I'm not sure what a visual whilry gig is, but you're definitely describing yourself as a folk artist. This is sometimes used as a pejorative, but in fact folk art has played a very important part in the history of art, as a kind of counterpoint that often gets assimilated into the mainstream later. Look at the Dutch landscape painting tradition as an example.

I also suspect that your claim of working in absolute isolation warrants some examination. It's very, very hard to work in absolute isolation. The fact that you have contacts among the living, here (if large format photographers count) and elsewhere calls that into question. As does the nature of your question: you seem to have some ideas about traditional and contemporary landscape photography, which makes me think you've seen some of it.

paulr
13-Feb-2005, 21:58
"I was making reference only to "Urinal" and am not villifying Duchamp. I take issue with those who seem to think that Duchamp's big joke was more than a joke."

Actually, people have shown a lot of evidence that Duchamps readymades, wheather they were jokes or not, raised serious issues that influenced the art that was to follow, that profoundly influenced the art criticism and curatorial practice that was to follow, and that are still being discussed today.

If you believe that they were no more than a joke, it seems the burden of convincing us would be on you.

"And I haven't seen anyone show "that craft is not essential to communicating art to a viewer.""

This would have to depend on what you mean by craft--it has a number of definitions. In the most mundane sense, craft implies the making of something (just as in ancient Greece, art was "techne," which means the physical bringing into being). With definitions this broad, then yes, it's hard to imagine art without some kind of craft.

If, on the other hand, craft means "fine craftsmanship," then there are many traditions of art that dismiss the need for it, or even react directly against it. Warhol called his studio the Factory for a reason--his vision was one of infinitely reproduceable, mechanically made art. You may or may not like it, but the result was art that reached people and influenced other artists on a grand scale.

Kirk Gittings
13-Feb-2005, 23:11
Struan,

"I am surprised at Kirk's outright rejection of sampling, but then I was also surprised by his outright rejection of colour."

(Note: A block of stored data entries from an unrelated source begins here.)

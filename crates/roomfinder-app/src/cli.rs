//! CLI argument definitions for the Roomfinder service.
//!
//! Priority resolution: CLI args > env vars > config file > defaults.

use clap::Parser;
use std::path::PathBuf;

/// Roomfinder - a chat bot that finds hotels.
#[derive(Parser, Debug)]
#[command(name = "roomfinder", version, about)]
pub struct CliArgs {
    /// Path to the configuration file.
    #[arg(short = 'c', long = "config")]
    pub config: Option<PathBuf>,

    /// API server port.
    #[arg(short = 'p', long = "port")]
    pub port: Option<u16>,

    /// Data directory for search history logs.
    #[arg(short = 'd', long = "data-dir")]
    pub data_dir: Option<PathBuf>,

    /// Log level (trace, debug, info, warn, error).
    #[arg(short = 'l', long = "log-level")]
    pub log_level: Option<String>,
}

impl CliArgs {
    /// Resolve the configuration file path.
    ///
    /// Priority: --config flag > ROOMFINDER_CONFIG env var > ~/.roomfinder/config.toml.
    pub fn resolve_config_path(&self) -> PathBuf {
        if let Some(ref p) = self.config {
            return p.clone();
        }
        if let Ok(p) = std::env::var("ROOMFINDER_CONFIG") {
            return PathBuf::from(p);
        }
        default_config_path()
    }

    /// Resolve the API server port.
    ///
    /// Priority: --port flag > ROOMFINDER_PORT env var > config file value > 8080.
    pub fn resolve_port(&self, config_port: u16) -> u16 {
        if let Some(p) = self.port {
            return p;
        }
        if let Ok(val) = std::env::var("ROOMFINDER_PORT") {
            if let Ok(p) = val.parse::<u16>() {
                return p;
            }
        }
        if config_port != 0 {
            return config_port;
        }
        8080
    }

    /// Resolve the data directory, expanding a leading `~`.
    ///
    /// Priority: --data-dir flag > config file value.
    pub fn resolve_data_dir(&self, config_dir: &str) -> PathBuf {
        match self.data_dir {
            Some(ref p) => expand_home(&p.to_string_lossy()),
            None => expand_home(config_dir),
        }
    }

    /// Resolve the log level.
    ///
    /// Priority: --log-level flag > config file value.
    pub fn resolve_log_level(&self, config_level: &str) -> String {
        self.log_level
            .clone()
            .unwrap_or_else(|| config_level.to_string())
    }
}

fn home_dir() -> String {
    #[cfg(target_os = "windows")]
    let home = std::env::var("USERPROFILE");
    #[cfg(not(target_os = "windows"))]
    let home = std::env::var("HOME");
    home.unwrap_or_else(|_| ".".to_string())
}

/// Expand `~/` to the home directory.
pub fn expand_home(path: &str) -> PathBuf {
    if path.starts_with("~/") || path.starts_with("~\\") {
        PathBuf::from(home_dir()).join(&path[2..])
    } else {
        PathBuf::from(path)
    }
}

/// Default config file path for the current platform.
fn default_config_path() -> PathBuf {
    PathBuf::from(home_dir())
        .join(".roomfinder")
        .join("config.toml")
}
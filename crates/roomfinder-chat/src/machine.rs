//! The per-user conversation state machine.
//!
//! [`Conversation::handle`] consumes one [`UserInput`], advances at most one
//! step and returns the replies to send. Validation failures re-prompt in
//! place; collaborator failures and invalid transitions reset the
//! conversation and answer with a generic failure.

use std::future::Future;
use std::sync::Arc;

use chrono::{Datelike, NaiveDate, NaiveDateTime};
use serde::Serialize;
use tokio_util::sync::CancellationToken;

use roomfinder_core::types::{Currency, SearchMode, UserId};
use roomfinder_history::{header_line, HistoryLog};
use roomfinder_provider::HotelProvider;

use crate::error::ChatError;
use crate::event::{
    Button, CalendarAction, CallbackAction, Command, DateField, Keyboard, Outbound, UserInput,
};
use crate::format;
use crate::query::QueryState;
use crate::settings::ChatSettings;
use crate::step::{validate_transition, Step};
use crate::strategy::SearchDispatcher;
use crate::validate::{self, InvalidInput};

/// Everything a step may use besides the conversation itself.
#[derive(Clone)]
pub struct StepContext {
    pub user: UserId,
    /// Earliest acceptable check-in date.
    pub today: NaiveDate,
    /// Timestamp written into history headers.
    pub now: NaiveDateTime,
    pub provider: Arc<dyn HotelProvider>,
    pub history: Arc<dyn HistoryLog>,
    pub settings: ChatSettings,
    /// Cancelled when the user abandons the current step.
    pub cancel: CancellationToken,
}

/// Race a collaborator call against the conversation's cancellation token.
pub(crate) async fn guarded<F: Future>(cancel: &CancellationToken, fut: F) -> Result<F::Output, ChatError> {
    tokio::select! {
        biased;
        _ = cancel.cancelled() => Err(ChatError::Cancelled),
        out = fut => Ok(out),
    }
}
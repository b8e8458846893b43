//! Error types for the provider collaborators.

use roomfinder_core::error::RoomfinderError;

/// Errors from the hotel search provider.
#[derive(Debug, thiserror::Error)]
pub enum ProviderError {
    #[error("provider API key is not configured")]
    MissingApiKey,
    #[error("HTTP request failed: {0}")]
    Http(String),
    #[error("provider returned status {0}")]
    Status(u16),
    #[error("malformed provider response: {0}")]
    Malformed(String),
}

impl From<reqwest::Error> for ProviderError {
    fn from(err: reqwest::Error) -> Self {
        if err.is_decode() {
            ProviderError::Malformed(err.to_string())
        } else if let Some(status) = err.status() {
            ProviderError::Status(status.as_u16())
        } else {
            ProviderError::Http(err.to_string())
        }
    }
}

impl From<ProviderError> for RoomfinderError {
    fn from(err: ProviderError) -> Self {
        RoomfinderError::Provider(err.to_string())
    }
}

/// Errors from speech-to-text.
///
/// The two variants produce different replies to the user, so they must
/// stay distinguishable.
#[derive(Debug, Clone, PartialEq, Eq, thiserror::Error)]
pub enum TranscriptionError {
    #[error("speech could not be understood")]
    NotUnderstood,
    #[error("speech service unavailable: {0}")]
    Unavailable(String),
}

impl From<TranscriptionError> for RoomfinderError {
    fn from(err: TranscriptionError) -> Self {
        RoomfinderError::Transcription(err.to_string())
    }
}
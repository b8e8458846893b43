//! Voice input for the conversational engine.
//!
//! Voice messages are transcribed before they reach the state machine, so
//! every step treats a recognised voice message exactly like typed text.

use roomfinder_provider::{Transcriber, TranscriptionError};

use crate::event::{Inbound, UserInput};

/// Resolves inbound events into state machine input.
pub struct VoiceInterface<'a> {
    transcriber: &'a dyn Transcriber,
}

impl<'a> VoiceInterface<'a> {
    pub fn new(transcriber: &'a dyn Transcriber) -> Self {
        Self { transcriber }
    }

    /// Turn an inbound event into [`UserInput`], transcribing voice.
    ///
    /// A failed transcription becomes its own input variant instead of an
    /// error, so the conversation keeps its step.
    pub async fn resolve(&self, inbound: Inbound) -> UserInput {
        match inbound {
            Inbound::Text(text) => UserInput::Text(text),
            Inbound::Callback(action) => UserInput::Callback(action),
            Inbound::Voice(audio) => match self.transcriber.transcribe(&audio).await {
                Ok(text) => {
                    tracing::debug!(bytes = audio.len(), text = %text, "Voice message transcribed");
                    UserInput::Text(text)
                }
                Err(TranscriptionError::NotUnderstood) => {
                    tracing::info!(bytes = audio.len(), "Voice message not understood");
                    UserInput::NotUnderstood
                }
                Err(TranscriptionError::Unavailable(reason)) => {
                    tracing::warn!(reason = %reason, "Transcription service unavailable");
                    UserInput::TranscriptionUnavailable
                }
            },
        }
    }
}

// =============================================================================
// Tests
// =============================================================================
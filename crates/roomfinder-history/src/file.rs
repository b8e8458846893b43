//! File-backed history: one `User{id}.txt` per user.

use std::path::{Path, PathBuf};

use async_trait::async_trait;
use tokio::io::AsyncWriteExt;

use roomfinder_core::types::UserId;

use crate::{check_user, single_line, HistoryError, HistoryLog};

/// History store writing plain text files under one directory.
#[derive(Debug, Clone)]
pub struct FileHistory {
    dir: PathBuf,
}

impl FileHistory {
    /// Create a store rooted at `dir`. The directory is created lazily on
    /// first append.
    pub fn new(dir: impl Into<PathBuf>) -> Self {
        Self { dir: dir.into() }
    }

    pub fn dir(&self) -> &Path {
        &self.dir
    }

    fn path_for(&self, user: UserId) -> PathBuf {
        self.dir.join(format!("User{}.txt", user.0))
    }
}

#[async_trait]
impl HistoryLog for FileHistory {
    async fn append(&self, user: UserId, line: &str) -> Result<(), HistoryError> {
        check_user(user)?;
        tokio::fs::create_dir_all(&self.dir).await?;

        let mut file = tokio::fs::OpenOptions::new()
            .create(true)
            .append(true)
            .open(self.path_for(user))
            .await?;
        let mut record = single_line(line);
        record.push('\n');
        file.write_all(record.as_bytes()).await?;
        file.flush().await?;
        Ok(())
    }

    async fn read_lines(&self, user: UserId) -> Result<Vec<String>, HistoryError> {
        check_user(user)?;
        match tokio::fs::read_to_string(self.path_for(user)).await {
            Ok(content) => Ok(content.lines().map(str::to_string).collect()),
            Err(e) if e.kind() == std::io::ErrorKind::NotFound => Ok(Vec::new()),
            Err(e) => Err(e.into()),
        }
    }
}
//! Router setup with all API routes and middleware.

use axum::extract::DefaultBodyLimit;
use axum::routing::{get, post};
use axum::Router;
use tokio_util::sync::CancellationToken;
use tower_http::trace::TraceLayer;

use roomfinder_core::error::RoomfinderError;

use crate::handlers;
use crate::state::AppState;

/// Largest accepted request body; voice messages arrive base64 encoded.
const MAX_BODY_BYTES: usize = 8 * 1024 * 1024;

/// Create the axum Router with all routes and middleware.
pub fn create_router(state: AppState) -> Router {
    Router::new()
        .route("/health", get(handlers::health))
        .route(
            "/conversations/{user_id}",
            get(handlers::get_conversation),
        )
        .route(
            "/conversations/{user_id}/events",
            post(handlers::post_event),
        )
        .route(
            "/conversations/{user_id}/history",
            get(handlers::get_history),
        )
        .layer(DefaultBodyLimit::max(MAX_BODY_BYTES))
        .layer(TraceLayer::new_for_http())
        .with_state(state)
}

/// Serve the API on 127.0.0.1 until `shutdown` is cancelled.
pub async fn start_server(
    port: u16,
    state: AppState,
    shutdown: CancellationToken,
) -> Result<(), RoomfinderError> {
    let addr = format!("127.0.0.1:{}", port);
    let router = create_router(state);

    let listener = tokio::net::TcpListener::bind(&addr)
        .await
        .map_err(|e| RoomfinderError::Api(format!("Failed to bind {}: {}", addr, e)))?;

    tracing::info!(addr = %addr, "API server listening");

    axum::serve(listener, router)
        .with_graceful_shutdown(async move { shutdown.cancelled().await })
        .await
        .map_err(|e| RoomfinderError::Api(format!("Server error: {}", e)))?;

    tracing::info!("API server stopped");
    Ok(())
}
//! Inbound and outbound conversation events.
//!
//! Buttons carry a typed [`CallbackAction`] that is serialized as tagged
//! JSON, so the transport never has to pack or split strings.

use chrono::NaiveDate;
use serde::{Deserialize, Serialize};

use roomfinder_core::types::SearchMode;

// =============================================================================
// Commands
// =============================================================================

/// Slash commands understood in any step.
#[derive(Debug, Clone, Copy, PartialEq, Eq)]
pub enum Command {
    Start,
    Help,
    History,
    Search(SearchMode),
}

impl Command {
    /// Parse a message as a command. Only exact command words match.
    pub fn parse(text: &str) -> Option<Self> {
        match text.trim() {
            "/start" => Some(Command::Start),
            "/help" => Some(Command::Help),
            "/history" => Some(Command::History),
            other => SearchMode::from_command(other).map(Command::Search),
        }
    }

    /// Whether this command abandons whatever the conversation was doing.
    pub fn interrupts(&self) -> bool {
        matches!(self, Command::Start | Command::Search(_))
    }
}

// =============================================================================
// Callbacks
// =============================================================================

/// Which date a calendar keyboard is collecting.
#[derive(Debug, Clone, Copy, PartialEq, Eq, Serialize, Deserialize)]
#[serde(rename_all = "snake_case")]
pub enum DateField {
    CheckIn,
    CheckOut,
}

/// Result of an interaction with the calendar widget.
#[derive(Debug, Clone, Copy, PartialEq, Eq, Serialize, Deserialize)]
#[serde(tag = "kind", rename_all = "snake_case")]
pub enum CalendarAction {
    Day { date: NaiveDate },
    Cancel,
}

/// Payload of a pressed button.
#[derive(Debug, Clone, PartialEq, Serialize, Deserialize)]
#[serde(tag = "type", rename_all = "snake_case")]
pub enum CallbackAction {
    /// One of the towns offered after a lookup.
    ChooseTown { name: String, location_id: String },
    Calendar {
        field: DateField,
        action: CalendarAction,
    },
    /// Answer to "show photos?".
    Photos { wanted: bool },
    /// Index into the current search results.
    ChooseHotel { index: usize },
    /// Index into the grouped history entries.
    ShowHistory { index: usize },
}

impl CallbackAction {
    /// Whether this callback abandons whatever the conversation was doing.
    pub fn interrupts(&self) -> bool {
        matches!(
            self,
            CallbackAction::Calendar {
                action: CalendarAction::Cancel,
                ..
            }
        )
    }
}

// =============================================================================
// Inputs
// =============================================================================

/// One inbound event as delivered by the transport.
#[derive(Debug, Clone, PartialEq)]
pub enum Inbound {
    Text(String),
    Voice(Vec<u8>),
    Callback(CallbackAction),
}

impl Inbound {
    /// Whether the event should cancel an in-flight step of the same user.
    ///
    /// Voice is decided only once it is transcribed and never interrupts.
    pub fn interrupts(&self) -> bool {
        match self {
            Inbound::Text(text) => Command::parse(text).is_some_and(|c| c.interrupts()),
            Inbound::Callback(action) => action.interrupts(),
            Inbound::Voice(_) => false,
        }
    }
}

/// An event after voice messages have been transcribed.
///
/// Transcription failures stay distinguishable so each can be answered
/// with its own message.
#[derive(Debug, Clone, PartialEq)]
pub enum UserInput {
    Text(String),
    NotUnderstood,
    TranscriptionUnavailable,
    Callback(CallbackAction),
}

// =============================================================================
// Outputs
// =============================================================================

/// A button on an inline keyboard.
#[derive(Debug, Clone, PartialEq, Serialize, Deserialize)]
pub struct Button {
    pub label: String,
    pub action: CallbackAction,
}

impl Button {
    pub fn new(label: impl Into<String>, action: CallbackAction) -> Self {
        Self {
            label: label.into(),
            action,
        }
    }
}

/// Keyboard attached to an outgoing message.
#[derive(Debug, Clone, PartialEq, Serialize, Deserialize)]
#[serde(tag = "kind", rename_all = "snake_case")]
pub enum Keyboard {
    /// Inline buttons, one per row.
    Buttons { buttons: Vec<Button> },
    /// Calendar widget opened on the given month.
    Calendar {
        field: DateField,
        year: i32,
        month: u32,
    },
    /// Reply keyboard whose buttons send their label as text.
    Replies { options: Vec<String> },
    /// Remove a previously shown reply keyboard.
    Remove,
}

impl Keyboard {
    pub fn yes_no() -> Self {
        Keyboard::Buttons {
            buttons: vec![
                Button::new("yes", CallbackAction::Photos { wanted: true }),
                Button::new("no", CallbackAction::Photos { wanted: false }),
            ],
        }
    }
}

/// One outgoing message.
#[derive(Debug, Clone, PartialEq, Serialize, Deserialize)]
#[serde(tag = "type", rename_all = "snake_case")]
pub enum Outbound {
    Text {
        text: String,
        #[serde(default, skip_serializing_if = "Option::is_none")]
        keyboard: Option<Keyboard>,
    },
    Photo {
        url: String,
        caption: String,
    },
}

impl Outbound {
    pub fn text(text: impl Into<String>) -> Self {
        Outbound::Text {
            text: text.into(),
            keyboard: None,
        }
    }

    pub fn with_keyboard(text: impl Into<String>, keyboard: Keyboard) -> Self {
        Outbound::Text {
            text: text.into(),
            keyboard: Some(keyboard),
        }
    }

    /// Message text, or the caption for photos.
    pub fn body(&self) -> &str {
        match self {
            Outbound::Text { text, .. } => text,
            Outbound::Photo { caption, .. } => caption,
        }
    }

    pub fn keyboard(&self) -> Option<&Keyboard> {
        match self {
            Outbound::Text { keyboard, .. } => keyboard.as_ref(),
            Outbound::Photo { .. } => None,
        }
    }
}
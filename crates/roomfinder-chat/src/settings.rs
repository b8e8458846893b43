//! Conversation limits derived from [`RoomfinderConfig`].

use std::time::Duration;

use roomfinder_core::config::RoomfinderConfig;

use crate::query::DEFAULT_RESULT_COUNT;

#[derive(Debug, Clone, PartialEq, Eq)]
pub struct ChatSettings {
    pub default_result_count: u32,
    /// Largest page size sent to the provider.
    pub max_results: u32,
    pub max_photos: u32,
    pub max_message_length: usize,
    /// Idle time after which a conversation is dropped.
    pub session_timeout: Duration,
}

impl Default for ChatSettings {
    fn default() -> Self {
        Self {
            default_result_count: DEFAULT_RESULT_COUNT,
            max_results: 25,
            max_photos: 7,
            max_message_length: 2000,
            session_timeout: Duration::from_secs(30 * 60),
        }
    }
}

impl From<&RoomfinderConfig> for ChatSettings {
    fn from(config: &RoomfinderConfig) -> Self {
        Self {
            default_result_count: config.search.default_result_count.max(1),
            max_results: config.search.max_results.max(1),
            max_photos: config.search.max_photos.max(1),
            max_message_length: config.chat.max_message_length,
            session_timeout: Duration::from_secs(config.chat.session_timeout_minutes.max(1) * 60),
        }
    }
}
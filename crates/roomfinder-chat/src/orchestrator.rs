//! Chat orchestrator: routes inbound events to per-user conversations.
//!
//! Each user owns one [`Conversation`] behind an async mutex, so events of
//! one user are processed in arrival order while different users proceed
//! concurrently. Interrupting inputs cancel whatever the user's previous
//! event is still waiting on. Conversations idle for longer than the
//! session timeout are dropped.

use std::any::Any;
use std::collections::HashMap;
use std::panic::AssertUnwindSafe;
use std::sync::{Arc, Mutex, PoisonError};

use chrono::Local;
use futures::FutureExt;
use tokio::time::Instant;
use tokio_util::sync::CancellationToken;

use roomfinder_core::types::UserId;
use roomfinder_history::{HistoryEntry, HistoryLog};
use roomfinder_provider::{HotelProvider, Transcriber};

use crate::error::ChatError;
use crate::event::{Inbound, Outbound};
use crate::format;
use crate::machine::{guarded, Conversation, ConversationSnapshot, StepContext};
use crate::settings::ChatSettings;
use crate::voice::VoiceInterface;

/// One user's conversation, the token of its current step and the time
/// of its last event.
struct Slot {
    conversation: Arc<tokio::sync::Mutex<Conversation>>,
    cancel: Mutex<CancellationToken>,
    last_active: Mutex<Instant>,
}

impl Slot {
    fn new(now: Instant) -> Self {
        Self {
            conversation: Arc::new(tokio::sync::Mutex::new(Conversation::new())),
            cancel: Mutex::new(CancellationToken::new()),
            last_active: Mutex::new(now),
        }
    }

    fn token(&self) -> CancellationToken {
        self.cancel
            .lock()
            .unwrap_or_else(PoisonError::into_inner)
            .clone()
    }

    /// Cancel the current token and install a fresh one.
    fn interrupt(&self) -> CancellationToken {
        let mut cancel = self.cancel.lock().unwrap_or_else(PoisonError::into_inner);
        cancel.cancel();
        *cancel = CancellationToken::new();
        cancel.clone()
    }

    fn touch(&self, now: Instant) {
        *self.last_active.lock().unwrap_or_else(PoisonError::into_inner) = now;
    }

    fn last_active(&self) -> Instant {
        *self.last_active.lock().unwrap_or_else(PoisonError::into_inner)
    }
}

/// Central coordinator for all conversations.
pub struct ChatOrchestrator {
    slots: Mutex<HashMap<UserId, Arc<Slot>>>,
    provider: Arc<dyn HotelProvider>,
    history: Arc<dyn HistoryLog>,
    transcriber: Arc<dyn Transcriber>,
    settings: ChatSettings,
}

impl ChatOrchestrator {
    pub fn new(
        provider: Arc<dyn HotelProvider>,
        history: Arc<dyn HistoryLog>,
        transcriber: Arc<dyn Transcriber>,
        settings: ChatSettings,
    ) -> Self {
        Self {
            slots: Mutex::new(HashMap::new()),
            provider,
            history,
            transcriber,
            settings,
        }
    }

    pub fn settings(&self) -> &ChatSettings {
        &self.settings
    }

    /// Number of users with a conversation.
    pub fn conversation_count(&self) -> usize {
        self.slots
            .lock()
            .unwrap_or_else(PoisonError::into_inner)
            .len()
    }

    /// Handle one inbound event and return the replies to send.
    ///
    /// Errors are only returned for events rejected before they reach the
    /// conversation. Failures inside a step, including panics, are answered
    /// with a generic failure reply and reset the conversation.
    pub async fn handle_event(
        &self,
        user: UserId,
        inbound: Inbound,
    ) -> Result<Vec<Outbound>, ChatError> {
        self.validate(&inbound)?;
        match &inbound {
            Inbound::Text(text) => tracing::info!(user_id = %user, text = %text, "Incoming message"),
            Inbound::Voice(audio) => {
                tracing::info!(user_id = %user, bytes = audio.len(), "Incoming voice message")
            }
            Inbound::Callback(action) => {
                tracing::info!(user_id = %user, action = ?action, "Incoming button press")
            }
        }

        let slot = self.slot(user);
        let cancel = if inbound.interrupts() {
            slot.interrupt()
        } else {
            slot.token()
        };

        // The mutex is fair: events queue here in arrival order, before
        // voice is transcribed.
        let mut conversation = Arc::clone(&slot.conversation).lock_owned().await;

        let now = Local::now().naive_local();
        let ctx = StepContext {
            user,
            today: now.date(),
            now,
            provider: Arc::clone(&self.provider),
            history: Arc::clone(&self.history),
            settings: self.settings.clone(),
            cancel,
        };
        let transcriber = Arc::clone(&self.transcriber);

        let step = tokio::spawn(async move {
            let outcome = AssertUnwindSafe(run_step(
                &mut conversation,
                inbound,
                transcriber.as_ref(),
                &ctx,
            ))
            .catch_unwind()
            .await;
            let replies = match outcome {
                Ok(replies) => replies,
                Err(payload) => {
                    let err = ChatError::StepPanicked(panic_message(payload));
                    tracing::error!(user_id = %ctx.user, error = %err, "Conversation step panicked");
                    conversation.reset();
                    vec![Outbound::text(format::GENERIC_FAILURE)]
                }
            };
            slot.touch(Instant::now());
            replies
        });

        match step.await {
            Ok(replies) => Ok(replies),
            Err(e) => {
                tracing::warn!(user_id = %user, error = %e, "Conversation step aborted");
                Err(ChatError::Cancelled)
            }
        }
    }

    /// Current state of a user's conversation, if one exists.
    pub async fn snapshot(&self, user: UserId) -> Option<ConversationSnapshot> {
        let slot = self
            .slots
            .lock()
            .unwrap_or_else(PoisonError::into_inner)
            .get(&user)
            .cloned()?;
        let conversation = slot.conversation.lock().await;
        Some(conversation.snapshot())
    }

    /// A user's search history, grouped by search.
    pub async fn history_entries(&self, user: UserId) -> Result<Vec<HistoryEntry>, ChatError> {
        Ok(self.history.entries(user).await?)
    }

    // -- Private helpers --

    fn validate(&self, inbound: &Inbound) -> Result<(), ChatError> {
        match inbound {
            Inbound::Text(text) => {
                if text.trim().is_empty() {
                    return Err(ChatError::EmptyMessage);
                }
                let max = self.settings.max_message_length;
                if text.chars().count() > max {
                    return Err(ChatError::MessageTooLong(max));
                }
                Ok(())
            }
            Inbound::Voice(audio) if audio.is_empty() => Err(ChatError::EmptyMessage),
            _ => Ok(()),
        }
    }

    /// Get or create the user's slot, dropping expired ones on the way.
    fn slot(&self, user: UserId) -> Arc<Slot> {
        let now = Instant::now();
        let mut slots = self.slots.lock().unwrap_or_else(PoisonError::into_inner);
        self.expire(&mut slots, now);
        let slot = Arc::clone(
            slots
                .entry(user)
                .or_insert_with(|| Arc::new(Slot::new(now))),
        );
        slot.touch(now);
        slot
    }

    /// Remove slots idle past the session timeout. A slot still referenced
    /// outside the map has an event in flight and is kept.
    fn expire(&self, slots: &mut HashMap<UserId, Arc<Slot>>, now: Instant) {
        let timeout = self.settings.session_timeout;
        let before = slots.len();
        slots.retain(|_, slot| {
            Arc::strong_count(slot) > 1 || now.duration_since(slot.last_active()) < timeout
        });
        let expired = before - slots.len();
        if expired > 0 {
            tracing::debug!(expired, remaining = slots.len(), "Expired idle conversations");
        }
    }
}

/// Transcribe voice, then run the step. Transcription is abandoned like any
/// other collaborator call when the user interrupts.
async fn run_step(
    conversation: &mut Conversation,
    inbound: Inbound,
    transcriber: &dyn Transcriber,
    ctx: &StepContext,
) -> Vec<Outbound> {
    let voice = VoiceInterface::new(transcriber);
    match guarded(&ctx.cancel, voice.resolve(inbound)).await {
        Ok(input) => conversation.handle(input, ctx).await,
        Err(_) => {
            tracing::debug!(user_id = %ctx.user, "Transcription cancelled");
            conversation.reset();
            Vec::new()
        }
    }
}

fn panic_message(payload: Box<dyn Any + Send>) -> String {
    if let Some(s) = payload.downcast_ref::<&str>() {
        (*s).to_string()
    } else if let Some(s) = payload.downcast_ref::<String>() {
        s.clone()
    } else {
        "unknown panic".to_string()
    }
}

// =============================================================================
// Tests
// =============================================================================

I thought I made it clear that the outright rejection of color is a function of my personal aesthetic choices only. If my commercial clients went away and I was left doing just my personal work, I would never take another color image. I oftentimes even dream in b&w. B&W for me is a laserlike tool of abstraction that helps me to visually organize light and form and texture into something transcendent and meaningful.

Color for me is chaos, a meaningless, useless, distraction.

It is always either to real or too goofy. In 1970 I saw a Wynn Bullock show and never got over it, though I've made most of my living since 1978 doing or teaching color architectural photography and my color commercial work is widely published all over the world. But I greatly respect other's color work. Joel Sternfeld and Richard Mizrach for instance on one end of the spectrum and David Muench on the other.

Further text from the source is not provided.